◆ **About this exercise**
Copy the data word for word, keeping every line.
---- Supplied data
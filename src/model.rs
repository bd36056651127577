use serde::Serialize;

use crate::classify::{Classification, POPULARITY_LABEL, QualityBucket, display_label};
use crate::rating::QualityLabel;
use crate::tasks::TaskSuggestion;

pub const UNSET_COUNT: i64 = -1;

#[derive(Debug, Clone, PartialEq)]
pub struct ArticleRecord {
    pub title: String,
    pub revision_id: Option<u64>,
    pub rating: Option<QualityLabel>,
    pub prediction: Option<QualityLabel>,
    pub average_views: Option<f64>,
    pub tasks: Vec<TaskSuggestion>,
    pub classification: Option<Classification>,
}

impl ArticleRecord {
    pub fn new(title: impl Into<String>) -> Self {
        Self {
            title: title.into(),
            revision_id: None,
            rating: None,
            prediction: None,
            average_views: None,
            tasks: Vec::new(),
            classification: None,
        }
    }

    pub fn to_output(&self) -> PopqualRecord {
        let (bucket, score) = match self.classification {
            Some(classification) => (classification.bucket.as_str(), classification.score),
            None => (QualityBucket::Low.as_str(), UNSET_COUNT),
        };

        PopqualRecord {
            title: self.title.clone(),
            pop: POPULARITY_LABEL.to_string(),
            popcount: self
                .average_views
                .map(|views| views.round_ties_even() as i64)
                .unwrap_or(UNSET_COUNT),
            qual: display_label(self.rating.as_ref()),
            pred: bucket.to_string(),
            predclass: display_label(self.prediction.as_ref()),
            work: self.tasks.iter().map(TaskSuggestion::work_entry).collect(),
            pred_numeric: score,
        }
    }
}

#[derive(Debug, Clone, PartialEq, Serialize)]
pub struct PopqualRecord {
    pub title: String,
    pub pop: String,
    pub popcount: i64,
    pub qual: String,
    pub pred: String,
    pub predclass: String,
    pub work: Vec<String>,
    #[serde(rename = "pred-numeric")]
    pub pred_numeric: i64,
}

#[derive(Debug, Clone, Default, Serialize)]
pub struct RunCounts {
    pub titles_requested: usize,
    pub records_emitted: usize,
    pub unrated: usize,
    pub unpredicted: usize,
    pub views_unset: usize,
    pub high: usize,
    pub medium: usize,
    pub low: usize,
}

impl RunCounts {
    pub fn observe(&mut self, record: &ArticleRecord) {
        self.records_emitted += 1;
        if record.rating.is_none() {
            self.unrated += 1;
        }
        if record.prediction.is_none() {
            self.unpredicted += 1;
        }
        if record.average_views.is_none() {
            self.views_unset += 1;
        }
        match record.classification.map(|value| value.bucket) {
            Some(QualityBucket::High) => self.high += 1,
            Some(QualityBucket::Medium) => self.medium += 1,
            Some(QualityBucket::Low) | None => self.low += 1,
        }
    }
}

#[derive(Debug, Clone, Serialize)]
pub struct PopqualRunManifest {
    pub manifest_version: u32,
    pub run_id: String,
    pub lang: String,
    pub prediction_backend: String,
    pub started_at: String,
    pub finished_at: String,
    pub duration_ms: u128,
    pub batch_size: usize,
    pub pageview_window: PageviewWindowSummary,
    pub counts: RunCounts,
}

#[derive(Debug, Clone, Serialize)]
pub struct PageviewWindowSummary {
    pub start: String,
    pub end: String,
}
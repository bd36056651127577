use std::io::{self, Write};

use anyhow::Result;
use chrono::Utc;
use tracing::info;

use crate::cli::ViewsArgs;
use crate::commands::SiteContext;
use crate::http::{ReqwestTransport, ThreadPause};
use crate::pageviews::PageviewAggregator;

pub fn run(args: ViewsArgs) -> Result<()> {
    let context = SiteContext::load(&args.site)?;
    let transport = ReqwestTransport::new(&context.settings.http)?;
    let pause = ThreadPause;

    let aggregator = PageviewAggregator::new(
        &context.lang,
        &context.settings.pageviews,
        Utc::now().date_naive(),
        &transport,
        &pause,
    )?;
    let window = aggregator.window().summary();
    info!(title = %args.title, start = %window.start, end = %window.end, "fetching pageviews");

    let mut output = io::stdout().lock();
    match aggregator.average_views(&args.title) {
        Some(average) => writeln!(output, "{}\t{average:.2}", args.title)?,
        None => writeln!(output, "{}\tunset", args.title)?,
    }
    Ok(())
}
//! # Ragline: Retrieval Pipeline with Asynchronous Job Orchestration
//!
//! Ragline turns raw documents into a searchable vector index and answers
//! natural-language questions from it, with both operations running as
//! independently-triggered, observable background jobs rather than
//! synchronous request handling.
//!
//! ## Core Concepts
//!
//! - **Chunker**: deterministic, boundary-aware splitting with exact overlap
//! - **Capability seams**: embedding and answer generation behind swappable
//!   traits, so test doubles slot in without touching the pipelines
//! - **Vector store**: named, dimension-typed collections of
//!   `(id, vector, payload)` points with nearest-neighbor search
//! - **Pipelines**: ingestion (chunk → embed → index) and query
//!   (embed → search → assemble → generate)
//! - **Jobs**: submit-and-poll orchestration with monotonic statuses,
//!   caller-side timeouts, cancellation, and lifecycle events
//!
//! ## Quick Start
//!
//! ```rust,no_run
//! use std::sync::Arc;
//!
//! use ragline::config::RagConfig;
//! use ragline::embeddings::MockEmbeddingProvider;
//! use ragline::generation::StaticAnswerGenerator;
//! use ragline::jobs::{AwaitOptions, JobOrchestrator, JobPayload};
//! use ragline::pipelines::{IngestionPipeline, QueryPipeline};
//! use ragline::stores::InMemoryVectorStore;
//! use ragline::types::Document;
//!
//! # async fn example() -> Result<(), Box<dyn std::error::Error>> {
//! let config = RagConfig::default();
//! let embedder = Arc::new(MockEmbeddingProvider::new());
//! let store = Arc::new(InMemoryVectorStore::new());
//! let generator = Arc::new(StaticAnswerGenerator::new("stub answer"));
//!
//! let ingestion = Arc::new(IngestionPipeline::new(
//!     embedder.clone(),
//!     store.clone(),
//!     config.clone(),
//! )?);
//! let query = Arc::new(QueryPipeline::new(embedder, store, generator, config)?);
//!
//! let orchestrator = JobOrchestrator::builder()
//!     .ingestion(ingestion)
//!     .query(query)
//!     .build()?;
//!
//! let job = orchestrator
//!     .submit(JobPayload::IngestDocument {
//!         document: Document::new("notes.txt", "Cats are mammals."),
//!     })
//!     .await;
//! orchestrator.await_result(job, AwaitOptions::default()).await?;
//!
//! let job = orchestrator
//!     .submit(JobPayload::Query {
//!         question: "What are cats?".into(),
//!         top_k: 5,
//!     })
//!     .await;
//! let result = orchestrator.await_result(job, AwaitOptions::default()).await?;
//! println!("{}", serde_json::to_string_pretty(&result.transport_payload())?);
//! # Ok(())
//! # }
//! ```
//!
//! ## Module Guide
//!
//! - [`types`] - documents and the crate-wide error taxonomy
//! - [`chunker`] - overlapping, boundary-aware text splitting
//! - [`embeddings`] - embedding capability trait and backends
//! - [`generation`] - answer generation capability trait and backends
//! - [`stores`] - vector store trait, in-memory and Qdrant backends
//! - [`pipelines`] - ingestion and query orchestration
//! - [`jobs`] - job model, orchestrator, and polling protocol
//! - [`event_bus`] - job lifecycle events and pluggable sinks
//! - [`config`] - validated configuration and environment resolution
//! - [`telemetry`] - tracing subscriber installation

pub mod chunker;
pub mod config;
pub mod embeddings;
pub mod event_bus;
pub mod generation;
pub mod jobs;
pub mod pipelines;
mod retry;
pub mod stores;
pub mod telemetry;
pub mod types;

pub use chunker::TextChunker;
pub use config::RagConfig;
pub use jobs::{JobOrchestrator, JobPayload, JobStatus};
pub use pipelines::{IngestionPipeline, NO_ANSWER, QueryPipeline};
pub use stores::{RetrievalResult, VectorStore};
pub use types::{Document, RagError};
--------
◆ **Result of the exercise**
filename src/model.rs
repository bd36056651127577
use serde::Serialize;

use crate::classify::{Classification, POPULARITY_LABEL, QualityBucket, display_label};
use crate::rating::QualityLabel;
use crate::tasks::TaskSuggestion;

pub const UNSET_COUNT: i64 = -1;

#[derive(Debug, Clone, PartialEq)]
pub struct ArticleRecord {
    pub title: String,
    pub revision_id: Option<u64>,
    pub rating: Option<QualityLabel>,
    pub prediction: Option<QualityLabel>,
    pub average_views: Option<f64>,
    pub tasks: Vec<TaskSuggestion>,
    pub classification: Option<Classification>,
}

impl ArticleRecord {
    pub fn new(title: impl Into<String>) -> Self {
        Self {
            title: title.into(),
            revision_id: None,
            rating: None,
            prediction: None,
            average_views: None,
            tasks: Vec::new(),
            classification: None,
        }
    }

    pub fn to_output(&self) -> PopqualRecord {
        let (bucket, score) = match self.classification {
            Some(classification) => (classification.bucket.as_str(), classification.score),
            None => (QualityBucket::Low.as_str(), UNSET_COUNT),
        };

        PopqualRecord {
            title: self.title.clone(),
            pop: POPULARITY_LABEL.to_string(),
            popcount: self
                .average_views
                .map(|views| views.round_ties_even() as i64)
                .unwrap_or(UNSET_COUNT),
            qual: display_label(self.rating.as_ref()),
            pred: bucket.to_string(),
            predclass: display_label(self.prediction.as_ref()),
            work: self.tasks.iter().map(TaskSuggestion::work_entry).collect(),
            pred_numeric: score,
        }
    }
}

#[derive(Debug, Clone, PartialEq, Serialize)]
pub struct PopqualRecord {
    pub title: String,
    pub pop: String,
    pub popcount: i64,
    pub qual: String,
    pub pred: String,
    pub predclass: String,
    pub work: Vec<String>,
    #[serde(rename = "pred-numeric")]
    pub pred_numeric: i64,
}

#[derive(Debug, Clone, Default, Serialize)]
pub struct RunCounts {
    pub titles_requested: usize,
    pub records_emitted: usize,
    pub unrated: usize,
    pub unpredicted: usize,
    pub views_unset: usize,
    pub high: usize,
    pub medium: usize,
    pub low: usize,
}

impl RunCounts {
    pub fn observe(&mut self, record: &ArticleRecord) {
        self.records_emitted += 1;
        if record.rating.is_none() {
            self.unrated += 1;
        }
        if record.prediction.is_none() {
            self.unpredicted += 1;
        }
        if record.average_views.is_none() {
            self.views_unset += 1;
        }
        match record.classification.map(|value| value.bucket) {
            Some(QualityBucket::High) => self.high += 1,
            Some(QualityBucket::Medium) => self.medium += 1,
            Some(QualityBucket::Low) | None => self.low += 1,
        }
    }
}

#[derive(Debug, Clone, Serialize)]
pub struct PopqualRunManifest {
    pub manifest_version: u32,
    pub run_id: String,
    pub lang: String,
    pub prediction_backend: String,
    pub started_at: String,
    pub finished_at: String,
    pub duration_ms: u128,
    pub batch_size: usize,
    pub pageview_window: PageviewWindowSummary,
    pub counts: RunCounts,
}

#[derive(Debug, Clone, Serialize)]
pub struct PageviewWindowSummary {
    pub start: String,
    pub end: String,
}
repository bd36056651127577
use std::io::{self, Write};

use anyhow::Result;
use chrono::Utc;
use tracing::info;

use crate::cli::ViewsArgs;
use crate::commands::SiteContext;
use crate::http::{ReqwestTransport, ThreadPause};
use crate::pageviews::PageviewAggregator;

pub fn run(args: ViewsArgs) -> Result<()> {
    let context = SiteContext::load(&args.site)?;
    let transport = ReqwestTransport::new(&context.settings.http)?;
    let pause = ThreadPause;

    let aggregator = PageviewAggregator::new(
        &context.lang,
        &context.settings.pageviews,
        Utc::now().date_naive(),
        &transport,
        &pause,
    )?;
    let window = aggregator.window().summary();
    info!(title = %args.title, start = %window.start, end = %window.end, "fetching pageviews");

    let mut output = io::stdout().lock();
    match aggregator.average_views(&args.title) {
        Some(average) => writeln!(output, "{}\t{average:.2}", args.title)?,
        None => writeln!(output, "{}\tunset", args.title)?,
    }
    Ok(())
}
//! # Ragline: Retrieval Pipeline with Asynchronous Job Orchestration
//!
//! Ragline turns raw documents into a searchable vector index and answers
//! natural-language questions from it, with both operations running as
//! independently-triggered, observable background jobs rather than
//! synchronous request handling.
//!
//! ## Core Concepts
//!
//! - **Chunker**: deterministic, boundary-aware splitting with exact overlap
//! - **Capability seams**: embedding and answer generation behind swappable
//!   traits, so test doubles slot in without touching the pipelines
//! - **Vector store**: named, dimension-typed collections of
//!   `(id, vector, payload)` points with nearest-neighbor search
//! - **Pipelines**: ingestion (chunk → embed → index) and query
//!   (embed → search → assemble → generate)
//! - **Jobs**: submit-and-poll orchestration with monotonic statuses,
//!   caller-side timeouts, cancellation, and lifecycle events
//!
//! ## Quick Start
//!
//! ```rust,no_run
//! use std::sync::Arc;
//!
//! use ragline::config::RagConfig;
//! use ragline::embeddings::MockEmbeddingProvider;
//! use ragline::generation::StaticAnswerGenerator;
//! use ragline::jobs::{AwaitOptions, JobOrchestrator, JobPayload};
//! use ragline::pipelines::{IngestionPipeline, QueryPipeline};
//! use ragline::stores::InMemoryVectorStore;
//! use ragline::types::Document;
//!
//! # async fn example() -> Result<(), Box<dyn std::error::Error>> {
//! let config = RagConfig::default();
//! let embedder = Arc::new(MockEmbeddingProvider::new());
//! let store = Arc::new(InMemoryVectorStore::new());
//! let generator = Arc::new(StaticAnswerGenerator::new("stub answer"));
//!
//! let ingestion = Arc::new(IngestionPipeline::new(
//!     embedder.clone(),
//!     store.clone(),
//!     config.clone(),
//! )?);
//! let query = Arc::new(QueryPipeline::new(embedder, store, generator, config)?);
//!
//! let orchestrator = JobOrchestrator::builder()
//!     .ingestion(ingestion)
//!     .query(query)
//!     .build()?;
//!
//! let job = orchestrator
//!     .submit(JobPayload::IngestDocument {
//!         document: Document::new("notes.txt", "Cats are mammals."),
//!     })
//!     .await;
//! orchestrator.await_result(job, AwaitOptions::default()).await?;
//!
//! let job = orchestrator
//!     .submit(JobPayload::Query {
//!         question: "What are cats?".into(),
//!         top_k: 5,
//!     })
//!     .await;
//! let result = orchestrator.await_result(job, AwaitOptions::default()).await?;
//! println!("{}", serde_json::to_string_pretty(&result.transport_payload())?);
//! # Ok(())
//! # }
//! ```
//!
//! ## Module Guide
//!
//! - [`types`] - documents and the crate-wide error taxonomy
//! - [`chunker`] - overlapping, boundary-aware text splitting
//! - [`embeddings`] - embedding capability trait and backends
//! - [`generation`] - answer generation capability trait and backends
//! - [`stores`] - vector store trait, in-memory and Qdrant backends
//! - [`pipelines`] - ingestion and query orchestration
//! - [`jobs`] - job model, orchestrator, and polling protocol
//! - [`event_bus`] - job lifecycle events and pluggable sinks
//! - [`config`] - validated configuration and environment resolution
//! - [`telemetry`] - tracing subscriber installation

pub mod chunker;
pub mod config;
pub mod embeddings;
pub mod event_bus;
pub mod generation;
pub mod jobs;
pub mod pipelines;
mod retry;
pub mod stores;
pub mod telemetry;
pub mod types;

pub use chunker::TextChunker;
pub use config::RagConfig;
pub use jobs::{JobOrchestrator, JobPayload, JobStatus};
pub use pipelines::{IngestionPipeline, NO_ANSWER, QueryPipeline};
pub use stores::{RetrievalResult, VectorStore};
pub use types::{Document, RagError};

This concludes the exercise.